Where did this novel theology come from? When did the big shots from these disparate worlds begin to find each other’s presence heaven? I remember the painful, adolescent-like awkwardness two decades ago when the Hollywood stars and movers and shakers who would make the film about Watergate first moved among us at The Washington Post. People in the Post city room, who were so blase as to seem positively comatose about being in the company of political leaders, went absolutely wide-eyed in the presence of Hollywood stars. It was the last moment of innocence in these matters I remember. We were about at the place where you are when you are willing to stand in line for hours to seek the beloved ballplayer’s or other idol’s autograph. This kind of encounter isn’t the sort of celebrity hobnob I’m talking about. Nor is the age-old, traditional endorsement fandango between various showbiz personalities and the candidates they favor or the public charitable causes that need them. Nor, for that matter, is the historic meeting, usually after many years of long-distance jousting, of world figures who are antagonists and have been profoundly curious about one another: Anwar Sadat and Golda Meir, Richard Nixon and Zhou Enlai. What is happening nowadays is something else, the creation of a kind of celebrity community in which celebrity itself, not what led to it or what good use it may be put to, is the primary value and measure of worth.

There is a sense in which all this is nothing more than a kind of peculiar human biology in action, a matter of well-known politicians’, journalists’ and entertainers’ being irresistibly drawn by one another’s public-relations musk. But I think the trend has pretty damaging consequences for those who get swept up in it. For politicians and government leaders the temptation has been indistinguishable from a temptation toward the glorification of personality over product. A strong personality is generally indispensable to a strong leader; but when the state and status of the personality overshadow other once relevant measures of success, you are headed for trouble. I recall how odd it seemed to me, a while after the Bay of Pigs, that insiders kept reporting on how the president was now feeling better, etc. That didn’t seem to me to be the right question or the right issue. But by now we are accustomed to measuring all White House success by how the president is doing (for himself) - importantly, not by what he is doing (for the country).
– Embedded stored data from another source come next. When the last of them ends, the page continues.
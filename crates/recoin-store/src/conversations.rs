use chrono::Utc;
use serde::{Deserialize, Serialize};
use tracing::instrument;

use recoin_core::ids::{ConversationId, ItemId, MessageId, UserId};
use recoin_core::identity::{ItemKind, ItemRef};
use recoin_core::pair::ParticipantPair;

use crate::database::Database;
use crate::error::StoreError;
use crate::messages::MessageRow;
use crate::row_helpers;

#[derive(Clone, Copy, Debug, PartialEq, Eq, Serialize, Deserialize)]
#[serde(rename_all = "snake_case")]
pub enum ConversationStatus {
    Open,
    Resolved,
}

impl std::fmt::Display for ConversationStatus {
    fn fmt(&self, f: &mut std::fmt::Formatter<'_>) -> std::fmt::Result {
        match self {
            Self::Open => write!(f, "open"),
            Self::Resolved => write!(f, "resolved"),
        }
    }
}

impl std::str::FromStr for ConversationStatus {
    type Err = String;
    fn from_str(s: &str) -> Result<Self, Self::Err> {
        match s {
            "open" => Ok(Self::Open),
            "resolved" => Ok(Self::Resolved),
            other => Err(format!("unknown conversation status: {other}")),
        }
    }
}

/// A stored conversation, with the tail of its log hydrated.
///
/// `last_message` comes from the pointer column written in the same
/// critical section as every append, so it always equals the highest
/// sequence in the log.
#[derive(Clone, Debug, Serialize, Deserialize)]
pub struct ConversationRow {
    pub id: ConversationId,
    pub initiator_id: UserId,
    pub peer_id: UserId,
    pub pair_key: String,
    pub item_id: ItemId,
    pub item_kind: ItemKind,
    pub status: ConversationStatus,
    pub last_message: Option<MessageRow>,
    pub created_at: String,
    pub updated_at: String,
}

impl ConversationRow {
    pub fn is_open(&self) -> bool {
        self.status == ConversationStatus::Open
    }

    pub fn involves(&self, user: &UserId) -> bool {
        &self.initiator_id == user || &self.peer_id == user
    }

    /// The participant opposite `user`, if `user` is in this conversation.
    pub fn counterpart(&self, user: &UserId) -> Option<&UserId> {
        if user == &self.initiator_id {
            Some(&self.peer_id)
        } else if user == &self.peer_id {
            Some(&self.initiator_id)
        } else {
            None
        }
    }
}

pub struct ConversationRepo {
    db: Database,
}

impl ConversationRepo {
    pub fn new(db: Database) -> Self {
        Self { db }
    }

    /// Insert a new open conversation.
    ///
    /// The partial unique index on (pair_key, item_id) WHERE status='open'
    /// turns a duplicate insert into StoreError::Conflict, which is the
    /// compare-and-swap the engine relies on when two writers race.
    #[instrument(skip(self, pair, item), fields(pair_key = %pair.key(), item_id = %item.id))]
    pub fn create(
        &self,
        pair: &ParticipantPair,
        item: &ItemRef,
    ) -> Result<ConversationRow, StoreError> {
        let id = ConversationId::new();
        let now = Utc::now().to_rfc3339();

        self.db.with_conn(|conn| {
            conn.execute(
                "INSERT INTO conversations (id, initiator_id, peer_id, pair_key, item_id, item_kind, status, created_at, updated_at)
                 VALUES (?1, ?2, ?3, ?4, ?5, ?6, 'open', ?7, ?8)",
                rusqlite::params![
                    id.as_str(),
                    pair.initiator().as_str(),
                    pair.peer().as_str(),
                    pair.key(),
                    item.id.as_str(),
                    item.kind.to_string(),
                    now,
                    now,
                ],
            )?;

            Ok(ConversationRow {
                id,
                initiator_id: pair.initiator().clone(),
                peer_id: pair.peer().clone(),
                pair_key: pair.key(),
                item_id: item.id.clone(),
                item_kind: item.kind,
                status: ConversationStatus::Open,
                last_message: None,
                created_at: now.clone(),
                updated_at: now,
            })
        })
    }

    /// Get a conversation by ID.
    #[instrument(skip(self), fields(conversation_id = %id))]
    pub fn get(&self, id: &ConversationId) -> Result<ConversationRow, StoreError> {
        self.db.with_conn(|conn| {
            let mut stmt = conn.prepare(
                "SELECT c.id, c.initiator_id, c.peer_id, c.pair_key, c.item_id, c.item_kind,
                        c.status, c.created_at, c.updated_at,
                        m.id, m.sender_id, m.receiver_id, m.content, m.read, m.sequence, m.timestamp
                 FROM conversations c
                 LEFT JOIN messages m ON m.id = c.last_message_id
                 WHERE c.id = ?1",
            )?;
            let mut rows = stmt.query([id.as_str()])?;
            match rows.next()? {
                Some(row) => row_to_conversation(row),
                None => Err(StoreError::NotFound(format!("conversation {id}"))),
            }
        })
    }

    /// Look up the open conversation for an unordered pair and item.
    ///
    /// Symmetric by construction: both (A, B) and (B, A) produce the same
    /// pair key.
    #[instrument(skip(self, pair), fields(pair_key = %pair.key(), item_id = %item_id))]
    pub fn find_open(
        &self,
        pair: &ParticipantPair,
        item_id: &ItemId,
    ) -> Result<Option<ConversationRow>, StoreError> {
        self.db.with_conn(|conn| {
            let mut stmt = conn.prepare(
                "SELECT c.id, c.initiator_id, c.peer_id, c.pair_key, c.item_id, c.item_kind,
                        c.status, c.created_at, c.updated_at,
                        m.id, m.sender_id, m.receiver_id, m.content, m.read, m.sequence, m.timestamp
                 FROM conversations c
                 LEFT JOIN messages m ON m.id = c.last_message_id
                 WHERE c.pair_key = ?1 AND c.item_id = ?2 AND c.status = 'open'",
            )?;
            let mut rows = stmt.query(rusqlite::params![pair.key(), item_id.as_str()])?;
            match rows.next()? {
                Some(row) => Ok(Some(row_to_conversation(row)?)),
                None => Ok(None),
            }
        })
    }

    /// List conversations a user participates in, oldest first.
    ///
    /// Creation order matches how the consumer renders its inbox: new
    /// threads append to the end.
    #[instrument(skip(self), fields(user_id = %user_id))]
    pub fn list_for_user(
        &self,
        user_id: &UserId,
        status: Option<&ConversationStatus>,
        limit: u32,
        offset: u32,
    ) -> Result<Vec<ConversationRow>, StoreError> {
        self.db.with_conn(|conn| {
            let (sql, params) = match status {
                Some(s) => (
                    "SELECT c.id, c.initiator_id, c.peer_id, c.pair_key, c.item_id, c.item_kind,
                            c.status, c.created_at, c.updated_at,
                            m.id, m.sender_id, m.receiver_id, m.content, m.read, m.sequence, m.timestamp
                     FROM conversations c
                     LEFT JOIN messages m ON m.id = c.last_message_id
                     WHERE (c.initiator_id = ?1 OR c.peer_id = ?1) AND c.status = ?2
                     ORDER BY c.created_at ASC LIMIT ?3 OFFSET ?4",
                    vec![
                        user_id.as_str().to_string(),
                        s.to_string(),
                        limit.to_string(),
                        offset.to_string(),
                    ],
                ),
                None => (
                    "SELECT c.id, c.initiator_id, c.peer_id, c.pair_key, c.item_id, c.item_kind,
                            c.status, c.created_at, c.updated_at,
                            m.id, m.sender_id, m.receiver_id, m.content, m.read, m.sequence, m.timestamp
                     FROM conversations c
                     LEFT JOIN messages m ON m.id = c.last_message_id
                     WHERE c.initiator_id = ?1 OR c.peer_id = ?1
                     ORDER BY c.created_at ASC LIMIT ?2 OFFSET ?3",
                    vec![
                        user_id.as_str().to_string(),
                        limit.to_string(),
                        offset.to_string(),
                    ],
                ),
            };

            let mut stmt = conn.prepare(sql)?;
            let params_refs: Vec<&dyn rusqlite::types::ToSql> =
                params.iter().map(|p| p as &dyn rusqlite::types::ToSql).collect();
            let mut rows = stmt.query(params_refs.as_slice())?;
            let mut results = Vec::new();
            while let Some(row) = rows.next()? {
                results.push(row_to_conversation(row)?);
            }
            Ok(results)
        })
    }

    /// Mark a conversation resolved. Returns true if this call made the
    /// transition, false if it was already resolved. Resolution is
    /// one-way: nothing in the API sets a conversation back to open.
    #[instrument(skip(self), fields(conversation_id = %id))]
    pub fn resolve(&self, id: &ConversationId) -> Result<bool, StoreError> {
        self.db.with_conn(|conn| {
            let now = Utc::now().to_rfc3339();
            let changed = conn.execute(
                "UPDATE conversations SET status = 'resolved', updated_at = ?1
                 WHERE id = ?2 AND status = 'open'",
                rusqlite::params![now, id.as_str()],
            )?;
            if changed > 0 {
                return Ok(true);
            }

            let exists: bool = conn.query_row(
                "SELECT EXISTS(SELECT 1 FROM conversations WHERE id = ?1)",
                [id.as_str()],
                |row| row.get(0),
            )?;
            if exists {
                Ok(false)
            } else {
                Err(StoreError::NotFound(format!("conversation {id}")))
            }
        })
    }

    /// Number of open conversations whose latest message is addressed to
    /// `user_id` and still unread. Computed on demand, never stored.
    ///
    /// Only the tail of each log counts; older unread messages in a
    /// thread whose tail was read do not contribute.
    #[instrument(skip(self), fields(user_id = %user_id))]
    pub fn unread_count(&self, user_id: &UserId) -> Result<i64, StoreError> {
        self.db.with_conn(|conn| {
            Ok(conn.query_row(
                "SELECT COUNT(*)
                 FROM conversations c
                 JOIN messages m ON m.id = c.last_message_id
                 WHERE c.status = 'open' AND m.receiver_id = ?1 AND m.read = 0",
                [user_id.as_str()],
                |row| row.get(0),
            )?)
        })
    }
}

fn row_to_conversation(row: &rusqlite::Row<'_>) -> Result<ConversationRow, StoreError> {
    let status_str: String = row_helpers::get(row, 6, "conversations", "status")?;
    let kind_str: String = row_helpers::get(row, 5, "conversations", "item_kind")?;
    let conversation_id =
        ConversationId::from_raw(row_helpers::get::<String>(row, 0, "conversations", "id")?);

    // Joined message columns are all NULL when the log is empty.
    let last_message = match row_helpers::get_opt::<String>(row, 9, "messages", "id")? {
        Some(message_id) => Some(MessageRow {
            id: MessageId::from_raw(message_id),
            conversation_id: conversation_id.clone(),
            sender_id: UserId::from_raw(row_helpers::get::<String>(row, 10, "messages", "sender_id")?),
            receiver_id: UserId::from_raw(row_helpers::get::<String>(row, 11, "messages", "receiver_id")?),
            content: row_helpers::get(row, 12, "messages", "content")?,
            read: row_helpers::get::<i64>(row, 13, "messages", "read")? != 0,
            sequence: row_helpers::get(row, 14, "messages", "sequence")?,
            timestamp: row_helpers::get(row, 15, "messages", "timestamp")?,
        }),
        None => None,
    };

    Ok(ConversationRow {
        id: conversation_id,
        initiator_id: UserId::from_raw(row_helpers::get::<String>(row, 1, "conversations", "initiator_id")?),
        peer_id: UserId::from_raw(row_helpers::get::<String>(row, 2, "conversations", "peer_id")?),
        pair_key: row_helpers::get(row, 3, "conversations", "pair_key")?,
        item_id: ItemId::from_raw(row_helpers::get::<String>(row, 4, "conversations", "item_id")?),
        item_kind: row_helpers::parse_enum(&kind_str, "conversations", "item_kind")?,
        status: row_helpers::parse_enum(&status_str, "conversations", "status")?,
        last_message,
        created_at: row_helpers::get(row, 7, "conversations", "created_at")?,
        updated_at: row_helpers::get(row, 8, "conversations", "updated_at")?,
    })
}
The budget will be good for him or bad for him.

It is this elevation of the personal above the political or institutional that has led, inevitably, to another result that our leaders don’t like nearly so much: the feeling of reporters, political opponents and everyone else that we have a mandate to poke endlessly into their personal business, since they have conveyed to us in a million implicit ways that they themselves the person, the highly celebrated person - are what it is about. Journalists and others, too, have wandered into this same trap themselves. More and more we seem engrossed in image-enhancing, reputation-boosting, self-promoting enterprises, whose object is less to tell a story or analyze a situation or offer an opinion than to draw attention to our own cleverness. Much more is going on in this department than the familiar half-baked, sensational ““scoop.’’ There is as well, increasingly, the contrarian, show-off ploy, a burgeoning category of journalism in which the morally indefensible is defended for the fun and fame of it and in which I am fairly certain we can expect in time to see such titles as ““What Is So Terrible About Concentration Camps?’’ and ““Incest Works.''

It is these insidious ways of thinking and producing, not the glitzy, photo-op get-togethers, that represent the problem. They betray a kind of political and professional nihilism. I and my status are what matter, the infected ones in government, and out, seem to be saying - not the issues we are seen to be dealing with, which are really pretty much stage props by now. Celebrity, in this sense, can be fatal. It’s not just that it is, by nature, temporary. It’s that sooner or later people will ask what accomplishment, exactly, the great one was being celebrated for. Celebrity is different from fame, just as vanity is different from pride and esteem is different from respect. One set lasts; the other is cotton candy.